Our love affair with chemicals reveals that the war on drugs isn't really
about drugs at all.
Instead, the war is waged because recreational drugs have become a metaphor
for moral corruption, a kind of secular sin in a culture that has largely
left religion behind.
But why should recreational drugs be singled out for such ignominy in our
pharmaceutical-friendly culture? The answer is simple: Unlike prescription
drugs, which are taken for ostensibly therapeutic purposes, recreational
drugs are used for no other purpose than to induce pleasure in the user.

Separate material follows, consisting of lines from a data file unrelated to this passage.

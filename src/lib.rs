//! Double-entry ledger core for small-business accounting.
//!
//! The engine services in this crate sit on top of a pluggable
//! [`StorageBackend`]: `tallybook-memory` for tests and ephemeral use,
//! `tallybook-sqlite` for a durable single-file store. All money movement
//! goes through [`JournalEngine`] as balanced, immutable entries; document
//! headers and every report are derived views over that journal.

pub mod balance;
pub mod chart;
pub mod error;
pub mod journal;
pub mod lifecycle;
pub mod reports;

pub use balance::BalanceCalculator;
pub use chart::AccountDirectory;
pub use error::LedgerError;
pub use journal::JournalEngine;
pub use lifecycle::DocumentLifecycle;
pub use reports::Reports;

pub use tallybook_core::{
    Account, AccountId, AccountStatement, AccountType, BalanceSheet, CounterpartyId,
    CreateAccountCommand, Currency, Document, DocumentId, DocumentKind, DocumentStatus,
    DraftDocumentCommand, EntryId, IncomeStatement, JournalEntry, JournalLine, JournalView,
    LedgerRow, LineCommand, LineItem, Money, MoneyError, Organization, OrganizationId, Payment,
    PaymentApplication, PaymentKind, PaymentMethod, PostEntryCommand, RecordPaymentCommand,
    ReportLine, Side, StorageBackend, StorageError, SystemRole, TransactionType, TrialBalance,
    TrialBalanceRow,
};
pub use tallybook_memory::InMemoryStorage;
pub use tallybook_sqlite::SqliteStorage;
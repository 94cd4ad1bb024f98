//! SQLite storage backend.
//!
//! Durable single-file store. Transactions are named SAVEPOINTs on the shared
//! connection and serialize access: statements from other threads wait until
//! the owning thread releases its outermost savepoint, so no statement can
//! land inside a stranger's transaction scope. The journal idempotency guard
//! is a pair of partial UNIQUE indexes, one on
//! `(organization_id, source_document_id, transaction_type)` for regular
//! entries and one on `(organization_id, reverses)` for compensating entries.

use std::{
    ops::Bound,
    str::FromStr,
    sync::{
        atomic::{AtomicU64, Ordering},
        Condvar, Mutex, MutexGuard,
    },
    thread::{self, ThreadId},
};

use rusqlite::{params, Connection};
use rust_decimal::Decimal;
use time::{Date, Month, OffsetDateTime};
use uuid::Uuid;

use tallybook_core::{
    Account, AccountId, AccountType, CounterpartyId, Currency, Document, DocumentId, DocumentKind,
    DocumentStatus, EntryId, JournalEntry, JournalLine, LineItem, Money, Organization,
    OrganizationId, Payment, PaymentApplication, PaymentKind, PaymentMethod, PostedLine, Side,
    StorageBackend, StorageError, SystemRole, TransactionId, TransactionType,
};

struct TxState {
    owner: ThreadId,
    /// Innermost savepoint last.
    stack: Vec<TransactionId>,
}

pub struct SqliteStorage {
    conn: Mutex<Connection>,
    tx_counter: AtomicU64,
    tx: Mutex<Option<TxState>>,
    tx_done: Condvar,
}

And the seeking of sensual pleasure was always a great sin in theocratic
cultures.
When religion reigned, non-procreative sex occupied the position now held by
recreational drugs. Sex is a good thing, the Roman Catholic Church assured
its flock, but only if it ultimately leads to children. Preventing
reproduction through contraception amounts to using sex for sensual
pleasure, a most devilish business.
The Puritans took that one step further and condemned anything that appealed
to the senses. Hence they became iconoclasts -- destroyers of religions
icons -- because icons excited the aesthetic sense and could therefore
produce sensual pleasure.
Though Christianity ramped up the war on sensual pleasure, the birth of the
war goes back to the birth of Western thought.
The ancient Greeks were no strangers to sensual delights, but Plato thought
of purely physical love as rather base. Plato admonished his students to
seek a much higher, spiritual and intellectual love -- Platonic love -- not
corrupted by the senses.
And even Plato was beaten to the punch by the Indians and Chinese, whose
Hinduism and Buddhism encouraged followers to transcend sensual pleasures to
attain higher states of being.
While our culture prides itself on having long ago cast off the yoke of
"primitive" religious restrictions, the historically ingrained cultural
instinct to prohibit sensual pleasure survives.
That instinct is strongly evident in the hostile reaction to any attempts to
liberalize marijuana laws. Marijuana use represents the clearest modern
example of seeking pleasure for pleasure's sake -- mere hedonism -- and we
certainly can't have any of that.
And since the war on pot is just one more battle in the continuing war on
pleasure, it is also a holy war, a jihad on joints.